Secondly, many of Africa’s commodity exporting markets stand to benefit from rising global prices for oil and gas, base and precious metals, and some soft commodities. An accelerated global economic recovery pushed along by vaccination rollouts and loose monetary policy is driving demand for Africa’s commodities, from copper to liquefied natural gas (LNG). Our recent African commodities special report identified a number of countries that stand to benefit from higher commodity prices (see SPECIAL REPORT: AFRICA’S NEXT COMMODITY BOOM OFFERS NO POST-PANDEMIC PANACEA).

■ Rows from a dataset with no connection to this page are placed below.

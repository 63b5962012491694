//! Base64 framing for audio payloads embedded in JSON messages.
//!
//! Encoding is the standard alphabet with `=` padding and no line wrapping.
//! Decoding is lenient: transport whitespace and other non-alphabet bytes
//! are skipped, and the first padding character terminates the payload.

use base64::alphabet;
use base64::engine::general_purpose::STANDARD;
use base64::engine::{DecodePaddingMode, GeneralPurpose, GeneralPurposeConfig};
use base64::Engine;

/// Accepts payloads whose final symbol carries spare bits and whose padding
/// was stripped by [`decode`] before delegation.
const LENIENT: GeneralPurpose = GeneralPurpose::new(
    &alphabet::STANDARD,
    GeneralPurposeConfig::new()
        .with_decode_allow_trailing_bits(true)
        .with_decode_padding_mode(DecodePaddingMode::Indifferent),
);

/// Encode raw bytes as padded standard base64.
pub fn encode(bytes: &[u8]) -> String {
    STANDARD.encode(bytes)
}

/// Decode base64 text into raw bytes.
///
/// Total function: characters outside the standard alphabet are skipped,
/// decoding stops at the first `=`, and a dangling trailing symbol that
/// carries fewer than 8 bits is dropped.
pub fn decode(text: &str) -> Vec<u8> {
    let mut cleaned = Vec::with_capacity(text.len());
    for &byte in text.as_bytes() {
        if byte == b'=' {
            break;
        }
        if is_standard_alphabet(byte) {
            cleaned.push(byte);
        }
    }
    // A lone trailing symbol holds only 6 bits and decodes to nothing.
    if cleaned.len() % 4 == 1 {
        cleaned.pop();
    }
    LENIENT.decode(&cleaned).unwrap_or_default()
}

fn is_standard_alphabet(byte: u8) -> bool {
    byte.is_ascii_alphanumeric() || byte == b'+' || byte == b'/'
}

#[cfg(test)]
mod tests {
    use super::*;

    #[test]
    fn encode_is_padded_standard_base64() {
        assert_eq!(encode(b""), "");
        assert_eq!(encode(b"f"), "Zg==");
        assert_eq!(encode(b"fo"), "Zm8=");
        assert_eq!(encode(b"foo"), "Zm9v");
        assert_eq!(encode(&[0xfb, 0xff, 0xfe]), "+//+");
    }

    #[test]
    fn decode_inverts_encode() {
        let cases: &[&[u8]] = &[
            b"",
            b"a",
            b"ab",
            b"abc",
            b"abcd",
            &[0x00, 0xff, 0x10, 0x80, 0x7f],
            &[0u8; 33],
        ];
        for &bytes in cases {
            assert_eq!(decode(&encode(bytes)), bytes);
        }
    }

    #[test]
    fn encode_inverts_decode_for_valid_padded_input() {
        for text in ["", "Zg==", "Zm8=", "Zm9v", "AAA=", "QUJDRA=="] {
            assert_eq!(encode(&decode(text)), text);
        }
    }

    #[test]
    fn decode_skips_non_alphabet_noise() {
        assert_eq!(decode("Zm 9v\r\n"), b"foo");
        assert_eq!(decode("\tZ\ng=="), b"f");
    }

    #[test]
    fn decode_stops_at_first_padding() {
        // Everything after `=` is ignored, including further alphabet chars.
        assert_eq!(decode("Zm8=Zm9v"), b"fo");
    }

    #[test]
    fn decode_drops_dangling_symbol() {
        // Five symbols: the fifth carries 6 bits, not enough for a byte.
        assert_eq!(decode("Zm9vZ"), b"foo");
    }

    #[test]
    fn decode_tolerates_nonzero_trailing_bits() {
        // 'B' leaves 0001 in the spare bits; a strict decoder rejects this.
        assert_eq!(decode("AB=="), vec![0x00]);
    }
}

Perhaps a nascent third opportunity in the post-pandemic recovery is the push by development finance institutions, which have taken the lead in buffering Africa’s economies and providing debt relief to distressed African countries, to bring about sustainable development with a focus on renewable energy and social impact investments. A new wave of concessional finance driven by multilaterals, banks, and impact investors is promising to fill a larger share of the continent’s USD 150 billion annual infrastructure financing gap.

However, Africa’s economic recovery will run on a multi-track course over the next few years, with more diversified markets governed by sound monetary and fiscal policy set to grow at noticeably faster rates than countries that continue to be dependent on extractive sectors or remain under the spell of nationalist economic agendas to suit local political interests. In Africa’s next phase of development, regional economic communities will increasingly play a role in laying the groundwork for AfCFTA free trade implementation and building bridges between countries on divergent growth tracks.

In this special report, PANGEA-RISK outlines the role of regional markets in Africa’s economic recovery and the impact that such institutions will play in bridging socio-economic and political divisions between the continent’s diverse countries. In this report, we have selected six east, west, and central African regional economic communities as a comparative sample of markets that will compete for trade and investment opportunities in coming years.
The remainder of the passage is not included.